Records for this exercise
★ ★ ★ ★ ★

mod geometry;
mod model;

pub use geometry::*;
pub use model::*;
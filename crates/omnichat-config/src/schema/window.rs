use serde::{Deserialize, Serialize};

/// Main window settings.
#[derive(Debug, Clone, PartialEq, Eq, Serialize, Deserialize)]
#[serde(default)]
pub struct WindowConfig {
    pub title: String,
    /// Initial logical width (valid range: 400-7680).
    pub width: u32,
    /// Initial logical height (valid range: 300-4320).
    pub height: u32,
}

impl Default for WindowConfig {
    fn default() -> Self {
        Self {
            title: "OmniChat".into(),
            width: 1280,
            height: 800,
        }
    }
}
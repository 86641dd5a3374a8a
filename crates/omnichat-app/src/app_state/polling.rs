//! Host command pumping and idle polling.

use std::time::Instant;

use winit::event_loop::{ActiveEventLoop, ControlFlow};

use super::core::OmniChatApp;
use super::types::POLL_INTERVAL;

impl OmniChatApp {
    /// Apply queued `wry` host commands on the UI thread.
    pub(super) fn process_host_commands(&mut self) {
        if let (Some(driver), Some(window)) = (self.driver.as_mut(), self.window.as_ref()) {
            let applied = driver.process_pending(&**window);
            if applied > 0 {
                tracing::trace!(applied, live = driver.len(), "Host commands applied");
            }
        }
    }

    /// Run polling and schedule the next wake-up.
    pub(super) fn poll_and_schedule(&mut self, event_loop: &ActiveEventLoop) {
        self.process_host_commands();
        self.update_window_title();

        if let Some(deadline) = self.shutdown_deadline {
            if Instant::now() >= deadline {
                tracing::warn!("Surfaces did not close in time, forcing shutdown");
                self.finish_shutdown(event_loop);
                return;
            }
        }

        event_loop.set_control_flow(ControlFlow::WaitUntil(Instant::now() + POLL_INTERVAL));
    }
}
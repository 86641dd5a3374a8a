//! Creation outcomes keyed by surface label.
//!
//! A host backend resolves each label once. Subscribers that arrive after
//! the outcome still receive it, so a surface handle can be subscribed to
//! at any point after the creation request was queued.

use std::collections::HashMap;
use std::sync::{Mutex, MutexGuard, PoisonError};

use tokio::sync::oneshot;

use crate::events::CreationEvent;

#[derive(Default)]
struct Entry {
    outcome: Option<CreationEvent>,
    waiters: Vec<oneshot::Sender<CreationEvent>>,
}

#[derive(Default)]
pub struct CreationBoard {
    entries: Mutex<HashMap<String, Entry>>,
}

impl CreationBoard {
    pub fn new() -> Self {
        Self::default()
    }

    fn entries(&self) -> MutexGuard<'_, HashMap<String, Entry>> {
        self.entries.lock().unwrap_or_else(PoisonError::into_inner)
    }

    pub fn subscribe(&self, label: &str) -> oneshot::Receiver<CreationEvent> {
        let (tx, rx) = oneshot::channel();
        let mut entries = self.entries();
        let entry = entries.entry(label.to_string()).or_default();
        match &entry.outcome {
            Some(outcome) => {
                let _ = tx.send(outcome.clone());
            }
            None => entry.waiters.push(tx),
        }
        rx
    }

    /// Record the outcome for `label` and wake every waiter. Later calls for
    /// the same label are ignored.
    pub fn resolve(&self, label: &str, event: CreationEvent) {
        let mut entries = self.entries();
        let entry = entries.entry(label.to_string()).or_default();
        if entry.outcome.is_some() {
            return;
        }
        for waiter in entry.waiters.drain(..) {
            let _ = waiter.send(event.clone());
        }
        entry.outcome = Some(event);
    }

    /// Drop everything known about `label`. Pending waiters see their
    /// receiver close.
    pub fn forget(&self, label: &str) {
        self.entries().remove(label);
    }

    pub fn outcome(&self, label: &str) -> Option<CreationEvent> {
        self.entries().get(label).and_then(|e| e.outcome.clone())
    }
}

#[cfg(test)]
mod tests {
    use super::*;

    #[tokio::test]
    async fn early_subscriber_gets_outcome() {
        let board = CreationBoard::new();
        let rx = board.subscribe("emb-claude-1");
        board.resolve("emb-claude-1", CreationEvent::Created);
        assert_eq!(rx.await.unwrap(), CreationEvent::Created);
    }

    #[tokio::test]
    async fn late_subscriber_gets_recorded_outcome() {
        let board = CreationBoard::new();
        board.resolve("emb-claude-1", CreationEvent::Failed("no display".into()));
        let rx = board.subscribe("emb-claude-1");
        assert_eq!(
            rx.await.unwrap(),
            CreationEvent::Failed("no display".into())
        );
    }

    #[tokio::test]
    async fn first_resolution_wins() {
        let board = CreationBoard::new();
        board.resolve("emb-chatgpt-1", CreationEvent::Created);
        board.resolve("emb-chatgpt-1", CreationEvent::Failed("late".into()));
        assert_eq!(board.outcome("emb-chatgpt-1"), Some(CreationEvent::Created));
    }

    #[tokio::test]
    async fn forget_closes_pending_waiters() {
        let board = CreationBoard::new();
        let rx = board.subscribe("emb-gemini-1");
        board.forget("emb-gemini-1");
        assert!(rx.await.is_err());
        assert_eq!(board.outcome("emb-gemini-1"), None);
    }
}
//! Window title management: reflects the state of every visible slot.

use omnichat_layout::ModelTab;
use omnichat_webview::ControllerStatus;

use super::core::OmniChatApp;

impl OmniChatApp {
    /// Update the window title when any slot status changed.
    pub(super) fn update_window_title(&mut self) {
        let Some(window) = self.window.as_ref() else {
            return;
        };

        let slots: Vec<_> = self
            .selection
            .visible_tabs()
            .into_iter()
            .map(|tab| {
                let status = self
                    .slots
                    .iter()
                    .find(|(key, _)| key.tab == tab)
                    .map(|(_, entry)| entry.controller.status());
                (tab, status)
            })
            .collect();

        let title = compose_title(&self.config.window.title, &slots);
        if title != self.title {
            window.set_title(&title);
            self.title = title;
        }
    }
}

/// Format: "OmniChat - ChatGPT (ready) | Claude (loading)".
fn compose_title(base: &str, slots: &[(ModelTab, Option<ControllerStatus>)]) -> String {
    let parts: Vec<String> = slots
        .iter()
        .map(|(tab, status)| {
            let name = match tab.subtitle() {
                Some(sub) => format!("{} {}", tab.title(), sub),
                None => tab.title().to_string(),
            };
            match status {
                Some(ControllerStatus::Error(_)) => format!("{name} (failed, R to retry)"),
                Some(status) => format!("{name} ({})", status.as_str()),
                None if tab.embedded().is_none() => format!("{name} (omnichat ask)"),
                None => name,
            }
        })
        .collect();

    if parts.is_empty() {
        base.to_string()
    } else {
        format!("{base} - {}", parts.join(" | "))
    }
}
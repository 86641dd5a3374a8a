//! Config path resolution and default file creation.

use std::path::{Path, PathBuf};

use omnichat_common::ConfigError;
use tracing::info;

use super::template::default_config_toml;

/// Get the platform-specific default config file path.
pub fn default_config_path() -> Result<PathBuf, ConfigError> {
    let config_dir = dirs::config_dir()
        .ok_or_else(|| ConfigError::ParseError("could not determine config directory".into()))?;
    Ok(config_dir.join("omnichat").join("config.toml"))
}

/// Create a default TOML config file with documentation comments.
pub fn create_default_config(path: &Path) -> Result<(), ConfigError> {
    if let Some(parent) = path.parent() {
        std::fs::create_dir_all(parent).map_err(|e| {
            ConfigError::WriteError(format!(
                "failed to create config directory {}: {e}",
                parent.display()
            ))
        })?;
    }

    std::fs::write(path, default_config_toml()).map_err(|e| {
        ConfigError::WriteError(format!(
            "failed to write default config to {}: {e}",
            path.display()
        ))
    })?;

    info!(path = %path.display(), "created default config");
    Ok(())
}
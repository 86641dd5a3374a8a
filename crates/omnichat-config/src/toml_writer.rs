//! Write OmniChatConfig to TOML on disk.
//!
//! Writes are atomic (write to `.tmp`, then rename) so a crash mid-write
//! never leaves a truncated config behind.

use std::path::Path;

use omnichat_common::ConfigError;

use crate::schema::OmniChatConfig;
use crate::toml_loader::default_config_path;

/// Write config to the platform default path.
pub fn save_config(config: &OmniChatConfig) -> Result<(), ConfigError> {
    let path = default_config_path()?;
    save_config_to_path(config, &path)
}

/// Write config to a specific path, creating parent directories.
pub fn save_config_to_path(config: &OmniChatConfig, path: &Path) -> Result<(), ConfigError> {
    let toml_str = toml::to_string_pretty(config)
        .map_err(|e| ConfigError::WriteError(format!("failed to serialize config to TOML: {e}")))?;

    if let Some(parent) = path.parent() {
        std::fs::create_dir_all(parent).map_err(|e| {
            ConfigError::WriteError(format!(
                "failed to create config directory {}: {e}",
                parent.display()
            ))
        })?;
    }

    let tmp_path = path.with_extension("toml.tmp");
    std::fs::write(&tmp_path, &toml_str).map_err(|e| {
        ConfigError::WriteError(format!(
            "failed to write config to {}: {e}",
            tmp_path.display()
        ))
    })?;

    if let Err(e) = std::fs::rename(&tmp_path, path) {
        // Windows cannot rename over an existing file
        tracing::warn!(error = %e, "atomic rename failed, falling back to direct write");
        std::fs::write(path, &toml_str).map_err(|e2| {
            ConfigError::WriteError(format!("failed to write config to {}: {e2}", path.display()))
        })?;
        let _ = std::fs::remove_file(&tmp_path);
    }

    tracing::debug!(path = %path.display(), "config saved to disk");
    Ok(())
}
//! OmniChat configuration system.
//!
//! TOML-based configuration with validation and atomic saving. Every
//! section uses serde defaults, so partial configs work out of the box.
//!
//! # Quick Start
//!
//! ```rust,no_run
//! use omnichat_config::{config_to_json, load_config};
//!
//! let config = load_config().expect("failed to load config");
//! println!("{}", config_to_json(&config));
//! ```

pub mod schema;
pub mod toml_loader;
pub mod toml_writer;
pub mod validation;

pub use schema::{
    EmbeddingConfig, GeminiConfig, LayoutConfig, LoggingConfig, ModelsConfig, OmniChatConfig,
    WindowConfig, CONFIG_SCHEMA_VERSION,
};
pub use toml_loader::{default_config_path, load_from_path};
pub use toml_writer::{save_config, save_config_to_path};

use omnichat_common::ConfigError;

/// Load config from the platform default path, creating a commented
/// default file when none exists. Invalid sections fall back to defaults.
pub fn load_config() -> Result<OmniChatConfig, ConfigError> {
    toml_loader::load_default()
}

/// Serialize a config to pretty-printed JSON. The Gemini API key is
/// masked.
pub fn config_to_json(config: &OmniChatConfig) -> String {
    let mut shown = config.clone();
    if !shown.gemini.api_key.is_empty() {
        shown.gemini.api_key = schema::REDACTED.to_string();
    }
    serde_json::to_string_pretty(&shown)
        .unwrap_or_else(|e| format!("{{\"error\": \"failed to serialize config: {e}\"}}"))
}

#[cfg(test)]
mod tests {
    use super::*;

    #[test]
    fn config_to_json_contains_all_sections() {
        let json = config_to_json(&OmniChatConfig::default());
        for section in ["embedding", "models", "gemini", "window", "layout", "logging"] {
            assert!(json.contains(&format!("\"{section}\"")), "missing {section}");
        }
    }

    #[test]
    fn config_to_json_masks_api_key() {
        let mut config = OmniChatConfig::default();
        config.gemini.api_key = "AIza-secret".into();
        let json = config_to_json(&config);
        assert!(!json.contains("AIza-secret"));
        assert!(json.contains(schema::REDACTED));
    }

    #[test]
    fn default_config_round_trips_through_json() {
        let json = serde_json::to_string(&OmniChatConfig::default()).unwrap();
        let parsed: OmniChatConfig = serde_json::from_str(&json).unwrap();
        assert_eq!(parsed.embedding.fallback_timeout_ms, 2000);
        assert_eq!(parsed.window.title, "OmniChat");
    }
}
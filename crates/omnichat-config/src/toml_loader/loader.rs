//! Core TOML config loading: read from path or platform default.

use std::path::Path;

use omnichat_common::ConfigError;
use tracing::{info, warn};

use super::paths::{create_default_config, default_config_path};
use crate::schema::OmniChatConfig;
use crate::validation;

/// Load config from a specific TOML file path.
///
/// Missing fields take serde defaults. Sections that fail validation are
/// logged and replaced by their defaults.
pub fn load_from_path(path: &Path) -> Result<OmniChatConfig, ConfigError> {
    if !path.exists() {
        return Err(ConfigError::FileNotFound(path.to_path_buf()));
    }

    let content = std::fs::read_to_string(path)
        .map_err(|e| ConfigError::ParseError(format!("failed to read {}: {e}", path.display())))?;

    let mut config: OmniChatConfig = toml::from_str(&content)
        .map_err(|e| ConfigError::ParseError(format!("failed to parse TOML: {e}")))?;

    let problems = validation::sanitize(&mut config);
    if !problems.is_empty() {
        warn!(
            problems = %problems.join("; "),
            "invalid config values replaced with defaults"
        );
    }

    info!(path = %path.display(), "loaded config");
    Ok(config)
}

/// Load config from the platform-specific default path.
///
/// On macOS: `~/Library/Application Support/omnichat/config.toml`
/// On Linux: `~/.config/omnichat/config.toml`
///
/// If the file does not exist, creates a default config file and returns
/// defaults.
pub fn load_default() -> Result<OmniChatConfig, ConfigError> {
    let path = default_config_path()?;

    match load_from_path(&path) {
        Ok(config) => Ok(config),
        Err(ConfigError::FileNotFound(_)) => {
            info!(path = %path.display(), "no config found, creating default");
            create_default_config(&path)?;
            Ok(OmniChatConfig::default())
        }
        Err(e) => Err(e),
    }
}
use serde::{Deserialize, Serialize};

/// Logging configuration.
#[derive(Debug, Clone, PartialEq, Eq, Serialize, Deserialize)]
#[serde(default)]
pub struct LoggingConfig {
    /// `tracing-subscriber` filter directive. `RUST_LOG` overrides it.
    pub level: String,
}

impl Default for LoggingConfig {
    fn default() -> Self {
        Self {
            level: "omnichat=info".into(),
        }
    }
}
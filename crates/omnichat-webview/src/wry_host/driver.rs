use std::collections::HashMap;
use std::sync::Arc;

use omnichat_common::Geometry;
use tokio::sync::mpsc;
use tracing::{debug, warn};
use wry::dpi::{LogicalPosition, LogicalSize, Position, Size};
use wry::raw_window_handle;
use wry::{Rect, WebView, WebViewBuilder};

use super::command::HostCommand;
use super::types::SurfaceOptions;
use crate::creation_board::CreationBoard;
use crate::errors::HostError;
use crate::events::CreationEvent;
use crate::host::SurfaceSpec;

/// UI-thread half of the `wry` backend. Owns every live webview.
pub struct WryHostDriver {
    queue: mpsc::UnboundedReceiver<HostCommand>,
    board: Arc<CreationBoard>,
    options: SurfaceOptions,
    surfaces: HashMap<String, WebView>,
}

impl WryHostDriver {
    pub(super) fn new(
        queue: mpsc::UnboundedReceiver<HostCommand>,
        board: Arc<CreationBoard>,
        options: SurfaceOptions,
    ) -> Self {
        Self {
            queue,
            board,
            options,
            surfaces: HashMap::new(),
        }
    }

    /// Apply every queued command against `window`. Returns how many were
    /// applied. Must be called on the thread that owns `window`.
    pub fn process_pending<W: raw_window_handle::HasWindowHandle>(&mut self, window: &W) -> usize {
        let mut applied = 0;
        while let Ok(command) = self.queue.try_recv() {
            self.apply(window, command);
            applied += 1;
        }
        applied
    }

    fn apply<W: raw_window_handle::HasWindowHandle>(&mut self, window: &W, command: HostCommand) {
        match command {
            HostCommand::Create { label, spec } => self.create(window, label, spec),
            HostCommand::SetPosition { label, x, y, reply } => {
                let _ = reply.send(self.update_bounds(&label, |rect| {
                    rect.position = Position::Logical(LogicalPosition::new(x, y));
                }));
            }
            HostCommand::SetSize {
                label,
                width,
                height,
                reply,
            } => {
                let _ = reply.send(self.update_bounds(&label, |rect| {
                    rect.size = Size::Logical(LogicalSize::new(width, height));
                }));
            }
            HostCommand::Close { label, reply } => {
                if self.surfaces.remove(&label).is_some() {
                    debug!(label = %label, "webview destroyed");
                }
                self.board.forget(&label);
                let _ = reply.send(Ok(()));
            }
            HostCommand::List { reply } => {
                let _ = reply.send(Ok(self.labels()));
            }
        }
    }

    fn create<W: raw_window_handle::HasWindowHandle>(
        &mut self,
        window: &W,
        label: String,
        spec: SurfaceSpec,
    ) {
        if self.surfaces.contains_key(&label) {
            self.board.resolve(
                &label,
                CreationEvent::Failed(format!("label {label} already in use")),
            );
            return;
        }

        let mut builder = WebViewBuilder::new()
            .with_bounds(to_rect(&spec.geometry))
            .with_transparent(self.options.transparent)
            .with_devtools(self.options.devtools)
            .with_clipboard(self.options.clipboard)
            .with_autoplay(self.options.autoplay)
            .with_focused(false)
            .with_url(&spec.url);

        if let Some(ua) = &self.options.user_agent {
            builder = builder.with_user_agent(ua);
        }

        match builder.build_as_child(window) {
            Ok(webview) => {
                debug!(label = %label, url = %spec.url, "webview created");
                self.surfaces.insert(label.clone(), webview);
                self.board.resolve(&label, CreationEvent::Created);
            }
            Err(e) => {
                warn!(label = %label, error = %e, "webview creation failed");
                self.board
                    .resolve(&label, CreationEvent::Failed(e.to_string()));
            }
        }
    }

    fn update_bounds(&self, label: &str, change: impl FnOnce(&mut Rect)) -> Result<(), HostError> {
        let webview = self
            .surfaces
            .get(label)
            .ok_or_else(|| HostError::SurfaceGone(label.to_string()))?;
        let mut rect = webview
            .bounds()
            .map_err(|e| HostError::Operation(e.to_string()))?;
        change(&mut rect);
        webview
            .set_bounds(rect)
            .map_err(|e| HostError::Operation(e.to_string()))
    }

    pub fn labels(&self) -> Vec<String> {
        self.surfaces.keys().cloned().collect()
    }

    pub fn len(&self) -> usize {
        self.surfaces.len()
    }

    pub fn is_empty(&self) -> bool {
        self.surfaces.is_empty()
    }

    /// Destroy every webview immediately. Last-resort cleanup when the
    /// window is going away before queued closes could be applied.
    pub fn destroy_all(&mut self) {
        for label in self.surfaces.keys() {
            self.board.forget(label);
        }
        self.surfaces.clear();
    }
}

fn to_rect(geometry: &Geometry) -> Rect {
    Rect {
        position: Position::Logical(LogicalPosition::new(geometry.x, geometry.y)),
        size: Size::Logical(LogicalSize::new(geometry.width, geometry.height)),
    }
}
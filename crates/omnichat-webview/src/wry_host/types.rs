/// Settings applied to every child webview the backend builds.
#[derive(Debug, Clone)]
pub struct SurfaceOptions {
    /// Whether the webview background should be transparent.
    pub transparent: bool,
    /// Whether to enable dev tools (on in debug builds).
    pub devtools: bool,
    /// Custom user agent string. `None` keeps the platform default, which
    /// the hosted chat sites expect.
    pub user_agent: Option<String>,
    pub clipboard: bool,
    pub autoplay: bool,
}

impl Default for SurfaceOptions {
    fn default() -> Self {
        Self {
            transparent: false,
            devtools: cfg!(debug_assertions),
            user_agent: None,
            clipboard: true,
            autoplay: true,
        }
    }
}
//! AiClient trait implementation for GeminiClient (send_message + streaming).

use async_trait::async_trait;
use tracing::debug;

use crate::streaming::{parse_sse_stream, SseEvent};
use crate::{AiClient, AiError, AiResponse, Message, TokenUsage};

use super::client::{extract_chunk, GeminiClient};

impl GeminiClient {
    async fn post(&self, url: &str, body: &serde_json::Value) -> Result<reqwest::Response, AiError> {
        let response = self
            .http
            .post(url)
            .header("content-type", "application/json")
            .header("x-goog-api-key", &self.config.api_key)
            .json(body)
            .send()
            .await
            .map_err(|e| AiError::NetworkError(e.to_string()))?;

        let status = response.status();
        if status == reqwest::StatusCode::TOO_MANY_REQUESTS {
            return Err(AiError::RateLimited);
        }
        if !status.is_success() {
            let text = response.text().await.unwrap_or_default();
            return Err(AiError::ApiError(format!("HTTP {status}: {text}")));
        }
        Ok(response)
    }
}

#[async_trait]
impl AiClient for GeminiClient {
    async fn send_message(&self, messages: &[Message]) -> Result<AiResponse, AiError> {
        let body = self.build_request_body(messages);
        debug!(model = %self.config.model, messages = messages.len(), "Gemini API request");

        let response = self.post(&self.api_url(false), &body).await?;
        let json: serde_json::Value = response
            .json()
            .await
            .map_err(|e| AiError::ParseError(e.to_string()))?;

        self.parse_response(json)
    }

    async fn send_message_streaming(
        &self,
        messages: &[Message],
        on_chunk: Box<dyn Fn(String) + Send + Sync>,
    ) -> Result<AiResponse, AiError> {
        let body = self.build_request_body(messages);
        let url = format!("{}?alt=sse", self.api_url(true));
        debug!(model = %self.config.model, messages = messages.len(), "Gemini API streaming request");

        let response = self.post(&url, &body).await?;

        let mut full_content = String::new();
        let mut usage = TokenUsage::default();

        parse_sse_stream(response, |event: SseEvent| {
            let Ok(data) = serde_json::from_str::<serde_json::Value>(&event.data) else {
                return;
            };
            let (chunk, chunk_usage) = extract_chunk(&data);
            if let Some(u) = chunk_usage {
                usage = u;
            }
            if !chunk.is_empty() {
                full_content.push_str(&chunk);
                on_chunk(chunk);
            }
        })
        .await?;

        Ok(AiResponse {
            content: full_content,
            usage,
        })
    }
}
//! Layout engine types and configuration.

use omnichat_common::Geometry;

use crate::selection::SlotKey;

/// Configuration for the layout engine that computes slot positions.
#[derive(Debug, Clone, PartialEq)]
pub struct LayoutEngine {
    /// Height of the tab header above all slots.
    pub header_height: f64,
    /// Strip at the top of each slot reserved for its title; the surface
    /// sits below it.
    pub content_inset_top: f64,
    /// Gap in pixels between compare slots.
    pub gap: f64,
    /// Below this content width compare slots stack vertically.
    pub compare_breakpoint: f64,
}

impl Default for LayoutEngine {
    fn default() -> Self {
        Self {
            header_height: 48.0,
            content_inset_top: 32.0,
            gap: 12.0,
            compare_breakpoint: 768.0,
        }
    }
}

/// Where one slot sits.
#[derive(Debug, Clone, Copy, PartialEq)]
pub struct SlotLayout {
    pub key: SlotKey,
    /// The whole slot, title strip included.
    pub frame: Geometry,
    /// The placeholder the slot's surface tracks.
    pub surface: Geometry,
}
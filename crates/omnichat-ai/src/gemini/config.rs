//! Settings for one Gemini client.

use std::fmt;

use serde::Serialize;

/// Model used when none is configured.
pub const DEFAULT_MODEL: &str = "gemini-2.0-flash";

/// The `generationConfig` block sent with every request.
#[derive(Debug, Clone, Copy, PartialEq, Serialize)]
#[serde(rename_all = "camelCase")]
pub struct Sampling {
    pub max_output_tokens: u32,
    pub temperature: f64,
    pub top_p: f64,
    pub top_k: u32,
}

impl Default for Sampling {
    fn default() -> Self {
        Self {
            max_output_tokens: 4096,
            temperature: 0.7,
            top_p: 0.95,
            top_k: 40,
        }
    }
}

/// Credentials, model and sampling for a [`GeminiClient`](super::GeminiClient).
#[derive(Clone)]
pub struct GeminiConfig {
    pub api_key: String,
    pub model: String,
    pub sampling: Sampling,
}

impl GeminiConfig {
    /// Default model and sampling with the given key. Surrounding whitespace
    /// is dropped since keys are usually pasted.
    pub fn new(api_key: impl AsRef<str>) -> Self {
        Self {
            api_key: api_key.as_ref().trim().to_string(),
            model: DEFAULT_MODEL.to_string(),
            sampling: Sampling::default(),
        }
    }

    /// Use `model`, or keep the default when it is blank.
    pub fn with_model(mut self, model: &str) -> Self {
        let model = model.trim();
        if !model.is_empty() {
            self.model = model.to_string();
        }
        self
    }

    pub fn with_sampling(mut self, sampling: Sampling) -> Self {
        self.sampling = sampling;
        self
    }

    pub fn has_api_key(&self) -> bool {
        !self.api_key.is_empty()
    }
}

impl fmt::Debug for GeminiConfig {
    fn fmt(&self, f: &mut fmt::Formatter<'_>) -> fmt::Result {
        let key = if self.has_api_key() { "<redacted>" } else { "<unset>" };
        f.debug_struct("GeminiConfig")
            .field("api_key", &key)
            .field("model", &self.model)
            .field("sampling", &self.sampling)
            .finish()
    }
}
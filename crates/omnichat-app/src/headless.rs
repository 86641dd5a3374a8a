//! Subcommands that run without opening a window.

use std::io::Write;

use omnichat_ai::{AiClient, ChatHistory, GeminiClient, Message};
use omnichat_common::OmniError;
use omnichat_config::OmniChatConfig;
use omnichat_layout::ModelTab;

use crate::cli::ConfigAction;
use crate::convert::gemini_client_config;

/// Send `prompt` to Gemini, continuing the newest API chat session, and
/// stream the answer to stdout.
pub fn ask(config: &OmniChatConfig, prompt: &str) -> Result<(), OmniError> {
    if !config.gemini.has_api_key() {
        return Err(OmniError::Ai(
            "no Gemini API key configured; run `omnichat config set-api-key <key>`".into(),
        ));
    }
    let client = GeminiClient::new(gemini_client_config(&config.gemini))
        .map_err(|e| OmniError::Ai(e.to_string()))?;

    let path = ChatHistory::default_path()
        .ok_or_else(|| OmniError::Other("could not determine data directory".into()))?;
    let mut history = ChatHistory::load(path);
    let mut messages = history
        .resume_latest(ModelTab::GeminiApi.slug())
        .map_err(|e| OmniError::Ai(e.to_string()))?
        .messages
        .clone();
    messages.push(Message::user(prompt));

    let runtime = tokio::runtime::Builder::new_current_thread()
        .enable_all()
        .build()?;

    tracing::debug!(history = messages.len(), model = %client.model(), "asking Gemini");
    let response = runtime
        .block_on(client.send_message_streaming(
            &messages,
            Box::new(|chunk| {
                let mut stdout = std::io::stdout().lock();
                let _ = stdout.write_all(chunk.as_bytes());
                let _ = stdout.flush();
            }),
        ))
        .map_err(|e| OmniError::Ai(e.to_string()))?;
    println!();

    messages.push(Message::assistant(response.content));
    history
        .update_current_messages(messages)
        .map_err(|e| OmniError::Ai(e.to_string()))?;
    tracing::debug!(
        input_tokens = response.usage.input_tokens,
        output_tokens = response.usage.output_tokens,
        "response stored"
    );
    Ok(())
}

pub fn config(mut config: OmniChatConfig, action: ConfigAction) -> Result<(), OmniError> {
    match action {
        ConfigAction::SetApiKey { key } => {
            config.gemini.api_key = key.trim().to_string();
            omnichat_config::save_config(&config)?;
            println!("Gemini API key saved.");
        }
        ConfigAction::Show => println!("{}", omnichat_config::config_to_json(&config)),
    }
    Ok(())
}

★ ★ ★ ★ ★

Your task
Each line with the word "WryHostDriver" in the records above belongs in the result; copy all of them.

Solution below
pub struct WryHostDriver {
impl WryHostDriver {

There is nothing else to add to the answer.